Damn... my check was 10 bucks light :/


----------



## LAuberX (Jun 3, 2014)

Mine is $$.00 higher than this week's "partner invoice" per the notice I got today saying it is coming tomorrow.

about 6 weeks ago my check was about this much light.

It could be them catching up? Have they underpaid you in the past?

I never fought the light check, fighting city hall is like pissing into the wind.


----------



## Moofish (Jun 13, 2014)

Just noticed that my Bill.com email says I'm getting $30 more than what my weekly statement said this week too, need to check my previous ones now.

Edit, last 4 weeks have been correct +- 0.02, so no idea.


----------



## House_of_Elnino (Jul 18, 2014)

they where probably short a couple of times... when they send me a email saying they gonna be paying me a certain amount the next day the confirmation email is always the same amount as the previous email...
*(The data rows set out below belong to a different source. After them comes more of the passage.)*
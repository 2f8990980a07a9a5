use rusqlite::{params, Connection, ErrorCode, OptionalExtension, Row};
use std::path::Path;
use std::sync::{Arc, Mutex, MutexGuard};

use crate::authors::{resolve_author, split_author_names};
use crate::db;
use crate::error::{Error, Result};
use crate::models::{Author, Book, NewBook};

const BOOK_COLUMNS: &str = "isbn, title, subtitle, year, imgURL";

/// Shared handle to the catalog database.
///
/// One connection is opened at startup and every clone refers to it.
/// Each call holds the lock for the whole operation, so a submission's
/// transaction never interleaves with other statements.
#[derive(Clone)]
pub struct Library {
    conn: Arc<Mutex<Connection>>,
}

impl Library {
    pub fn new(conn: Connection) -> Self {
        Self {
            conn: Arc::new(Mutex::new(conn)),
        }
    }

    pub fn open(path: &Path) -> Result<Self> {
        Ok(Self::new(db::open_db(path)?))
    }

    pub fn in_memory() -> Result<Self> {
        Ok(Self::new(db::open_in_memory()?))
    }

    fn lock(&self) -> Result<MutexGuard<'_, Connection>> {
        self.conn.lock().map_err(|_| Error::LockPoisoned)
    }

    pub fn list_books(&self) -> Result<Vec<Book>> {
        let conn = self.lock()?;
        list_books(&conn)
    }

    pub fn list_isbns(&self) -> Result<Vec<String>> {
        let conn = self.lock()?;
        list_isbns(&conn)
    }

    pub fn get_book(&self, isbn: &str) -> Result<Book> {
        let conn = self.lock()?;
        get_book(&conn, isbn)
    }

    pub fn submit_book(&self, book: &NewBook) -> Result<()> {
        let mut conn = self.lock()?;
        submit_book(&mut conn, book)
    }
}

fn book_from_row(row: &Row<'_>) -> rusqlite::Result<Book> {
    Ok(Book {
        isbn: row.get(0)?,
        title: row.get(1)?,
        subtitle: row.get(2)?,
        year: row.get(3)?,
        img_url: row.get(4)?,
        authors: Vec::new(),
    })
}

/// Every book with its authors, in table scan order.
///
/// Authors are fetched with one query per book. Any failure fails the
/// whole listing.
pub fn list_books(conn: &Connection) -> Result<Vec<Book>> {
    let mut stmt = conn.prepare(&format!("SELECT {BOOK_COLUMNS} FROM books"))?;
    let rows = stmt.query_map([], book_from_row)?;

    let mut books = Vec::new();
    for row in rows {
        let mut book = row?;
        book.authors = get_authors_for_book(conn, &book.isbn)?;
        books.push(book);
    }

    Ok(books)
}

pub fn list_isbns(conn: &Connection) -> Result<Vec<String>> {
    let mut stmt = conn.prepare("SELECT isbn FROM books")?;
    let rows = stmt.query_map([], |row| row.get(0))?;

    let mut isbns = Vec::new();
    for row in rows {
        isbns.push(row?);
    }

    Ok(isbns)
}

pub fn get_book(conn: &Connection, isbn: &str) -> Result<Book> {
    let book = conn
        .query_row(
            &format!("SELECT {BOOK_COLUMNS} FROM books WHERE isbn = ?1"),
            params![isbn],
            book_from_row,
        )
        .optional()?;

    let mut book = book.ok_or_else(|| Error::NotFound(isbn.to_string()))?;
    book.authors = get_authors_for_book(conn, &book.isbn)?;
    Ok(book)
}

/// Authors linked to `isbn`, in the order they were submitted.
pub fn get_authors_for_book(conn: &Connection, isbn: &str) -> Result<Vec<Author>> {
    let mut stmt = conn.prepare(
        "SELECT a.id, a.name
         FROM authors a
         JOIN book_authors ba ON a.id = ba.author_id
         WHERE ba.book_isbn = ?1
         ORDER BY ba.rowid",
    )?;
    let rows = stmt.query_map(params![isbn], |row| {
        Ok(Author {
            id: row.get(0)?,
            name: row.get(1)?,
        })
    })?;

    let mut authors = Vec::new();
    for row in rows {
        authors.push(row?);
    }

    Ok(authors)
}

/// Inserts a book, resolves each comma separated author and links them,
/// all in one transaction.
///
/// On any error the transaction is dropped without commit, so nothing
/// from this submission is persisted.
pub fn submit_book(conn: &mut Connection, book: &NewBook) -> Result<()> {
    let tx = conn.transaction()?;

    tx.execute(
        "INSERT INTO books (isbn, title, subtitle, year, imgURL) VALUES (?1, ?2, ?3, ?4, ?5)",
        params![book.isbn, book.title, book.subtitle, book.year, book.img_url],
    )
    .map_err(|err| duplicate_isbn(err, &book.isbn))?;

    for name in split_author_names(&book.authors) {
        let author_id = resolve_author(&tx, name)?;
        tx.execute(
            "INSERT INTO book_authors (book_isbn, author_id) VALUES (?1, ?2)",
            params![book.isbn, author_id],
        )?;
    }

    tx.commit()?;
    log::info!("stored book {} ({:?})", book.isbn, book.title);
    Ok(())
}

fn duplicate_isbn(err: rusqlite::Error, isbn: &str) -> Error {
    let primary_key_violation = matches!(
        err.sqlite_error(),
        Some(e) if e.code == ErrorCode::ConstraintViolation
            && e.extended_code == rusqlite::ffi::SQLITE_CONSTRAINT_PRIMARYKEY
    );

    if primary_key_violation {
        Error::DuplicateIsbn(isbn.to_string())
    } else {
        err.into()
    }
}

#[cfg(test)]
mod tests {
    use super::*;
    use crate::db::open_in_memory;

    fn go_book() -> NewBook {
        NewBook {
            isbn: "978-0".to_string(),
            title: "Go".to_string(),
            year: Some(2009),
            authors: "Rob Pike, Ken Thompson".to_string(),
            ..Default::default()
        }
    }

    fn count(conn: &Connection, table: &str) -> i64 {
        conn.query_row(&format!("SELECT COUNT(*) FROM {table}"), [], |row| row.get(0))
            .unwrap()
    }

    #[test]
    fn submitted_book_reads_back() {
        let mut conn = open_in_memory().unwrap();
        let book = NewBook {
            subtitle: Some("Programming".to_string()),
            img_url: Some("http://example.com/go.png".to_string()),
            ..go_book()
        };
        submit_book(&mut conn, &book).unwrap();

        let stored = get_book(&conn, "978-0").unwrap();
        assert_eq!(stored.title, "Go");
        assert_eq!(stored.subtitle.as_deref(), Some("Programming"));
        assert_eq!(stored.year, Some(2009));
        assert_eq!(stored.img_url.as_deref(), Some("http://example.com/go.png"));

        let names: Vec<&str> = stored.authors.iter().map(|a| a.name.as_str()).collect();
        assert_eq!(names, vec!["Rob Pike", "Ken Thompson"]);
        assert!(stored.authors.iter().all(|a| a.id > 0));
    }

    #[test]
    fn authors_are_reused_across_books() {
        let mut conn = open_in_memory().unwrap();
        submit_book(&mut conn, &go_book()).unwrap();
        submit_book(
            &mut conn,
            &NewBook {
                isbn: "978-1".to_string(),
                title: "The Practice of Programming".to_string(),
                authors: "Brian Kernighan,Rob Pike".to_string(),
                ..Default::default()
            },
        )
        .unwrap();

        let first = get_book(&conn, "978-0").unwrap();
        let second = get_book(&conn, "978-1").unwrap();
        assert_eq!(first.authors[0].name, "Rob Pike");
        assert_eq!(second.authors[1].name, "Rob Pike");
        assert_eq!(first.authors[0].id, second.authors[1].id);
        assert_eq!(count(&conn, "authors"), 3);

        // submission order, not id order
        let names: Vec<&str> = second.authors.iter().map(|a| a.name.as_str()).collect();
        assert_eq!(names, vec!["Brian Kernighan", "Rob Pike"]);
    }

    #[test]
    fn duplicate_isbn_rolls_back() {
        let mut conn = open_in_memory().unwrap();
        submit_book(&mut conn, &go_book()).unwrap();
        let before = get_book(&conn, "978-0").unwrap();

        let err = submit_book(
            &mut conn,
            &NewBook {
                title: "Overwrite".to_string(),
                authors: "Someone New".to_string(),
                ..go_book()
            },
        )
        .unwrap_err();
        assert!(matches!(err, Error::DuplicateIsbn(ref isbn) if isbn == "978-0"));

        assert_eq!(get_book(&conn, "978-0").unwrap(), before);
        assert_eq!(count(&conn, "authors"), 2);
        assert_eq!(count(&conn, "book_authors"), 2);
    }

    #[test]
    fn failing_association_rolls_back_everything() {
        let mut conn = open_in_memory().unwrap();
        let err = submit_book(
            &mut conn,
            &NewBook {
                authors: "Fresh Author, Rob Pike, Rob Pike".to_string(),
                ..go_book()
            },
        )
        .unwrap_err();
        assert!(matches!(err, Error::Database(_)));

        assert_eq!(count(&conn, "books"), 0);
        assert_eq!(count(&conn, "authors"), 0);
        assert_eq!(count(&conn, "book_authors"), 0);
    }

    #[test]
    fn trailing_comma_creates_empty_author() {
        let mut conn = open_in_memory().unwrap();
        submit_book(
            &mut conn,
            &NewBook {
                authors: "Rob Pike,".to_string(),
                ..go_book()
            },
        )
        .unwrap();

        let names: Vec<String> = get_book(&conn, "978-0")
            .unwrap()
            .authors
            .into_iter()
            .map(|a| a.name)
            .collect();
        assert_eq!(names, vec!["Rob Pike".to_string(), String::new()]);
    }

    #[test]
    fn missing_book_is_not_found() {
        let conn = open_in_memory().unwrap();
        let err = get_book(&conn, "nope").unwrap_err();
        assert!(matches!(err, Error::NotFound(ref isbn) if isbn == "nope"));
    }

    #[test]
    fn listings_cover_every_stored_book() {
        let mut conn = open_in_memory().unwrap();
        assert!(list_books(&conn).unwrap().is_empty());
        assert!(list_isbns(&conn).unwrap().is_empty());

        submit_book(&mut conn, &go_book()).unwrap();
        submit_book(
            &mut conn,
            &NewBook {
                isbn: "978-1".to_string(),
                title: "Unix".to_string(),
                authors: "Ken Thompson".to_string(),
                ..Default::default()
            },
        )
        .unwrap();
        let _ = submit_book(&mut conn, &go_book());

        let mut isbns = list_isbns(&conn).unwrap();
        isbns.sort();
        assert_eq!(isbns, vec!["978-0", "978-1"]);

        let books = list_books(&conn).unwrap();
        assert_eq!(books.len(), 2);
        let unix = books.iter().find(|b| b.isbn == "978-1").unwrap();
        assert_eq!(unix.year, None);
        assert_eq!(unix.authors.len(), 1);
        assert_eq!(unix.authors[0].name, "Ken Thompson");
    }

    #[test]
    fn library_handle_shares_one_connection() {
        let library = Library::in_memory().unwrap();
        let clone = library.clone();
        clone.submit_book(&go_book()).unwrap();

        assert_eq!(library.list_isbns().unwrap(), vec!["978-0"]);
        assert_eq!(library.get_book("978-0").unwrap().authors.len(), 2);
        assert_eq!(library.list_books().unwrap().len(), 1);
    }
}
it is not the safe rider fee or the total amount of trips I did either.. I did 58 trips in my weekly report breakdown and the amount extra was $90+...


----------



## UberGirl (Jul 3, 2014)

They are doing it to identify the users on this forum

I got it too, a different amount


----------



## SunSmith (Apr 20, 2014)

Mine was 1 cent less (deposit one penny less than statement).


----------



## House_of_Elnino (Jul 18, 2014)

UberGirl said:


> They are doing it to identify the users on this forum
> 
> I got it too, a different amount


LoL


----------



## House_of_Elnino (Jul 18, 2014)

just wanted to confirm that in Rasier direct deposit into my account was an extra $90...

anybody else confirm they got extra cash in there deposit from the statement that was sent on Tuesday


----------



## KrisThuy (Aug 6, 2014)

mine is 30$ more :///


----------



## Baron VonStudley (Jun 20, 2014)

Mine was missing at least $30 because I did the $15 per hour guarantee and they said I didn't opt in, and they won'tr respond to my emails. I used the link to the Google docs to "opt in" to the pricing guarantee and hit submit. They will find any excuse to not pay for something they advertise. 
"opt in" to drive under a guarantee is ridiculous to begin with and just another trip hazard to screw us out of these bonuses. BONUSES= ANUSES


----------



## anexfanatic (Aug 10, 2014)

I had a $20 increase, but that was because of a weekend incentive program.


----------



## Moofish (Jun 13, 2014)

Moofish said:


> Just noticed that my Bill.com email says I'm getting $30 more than what my weekly statement said this week too, need to check my previous ones now.
> 
> Edit, last 4 weeks have been correct +- 0.02, so no idea.


Just got an email, looks like Uber found their missing money, it was a mistake where they doubled the SRF bonus. They are taking the extra amount off of this weeks statement, a little extra time for notifying us would be nice, I could have worked a couple more hours for that $30.


----------



## House_of_Elnino (Jul 18, 2014)

lol..had the same message also...at least they did not tax as interest for the time we had the money.. knowing uber i would not have been surprised


----------



## LAuberX (Jun 3, 2014)

I never got the explanation of the overpayment in L.A., but they took the money back this week with a cryptic explanation of double $1.00 fee B.S.

some technology company.


----------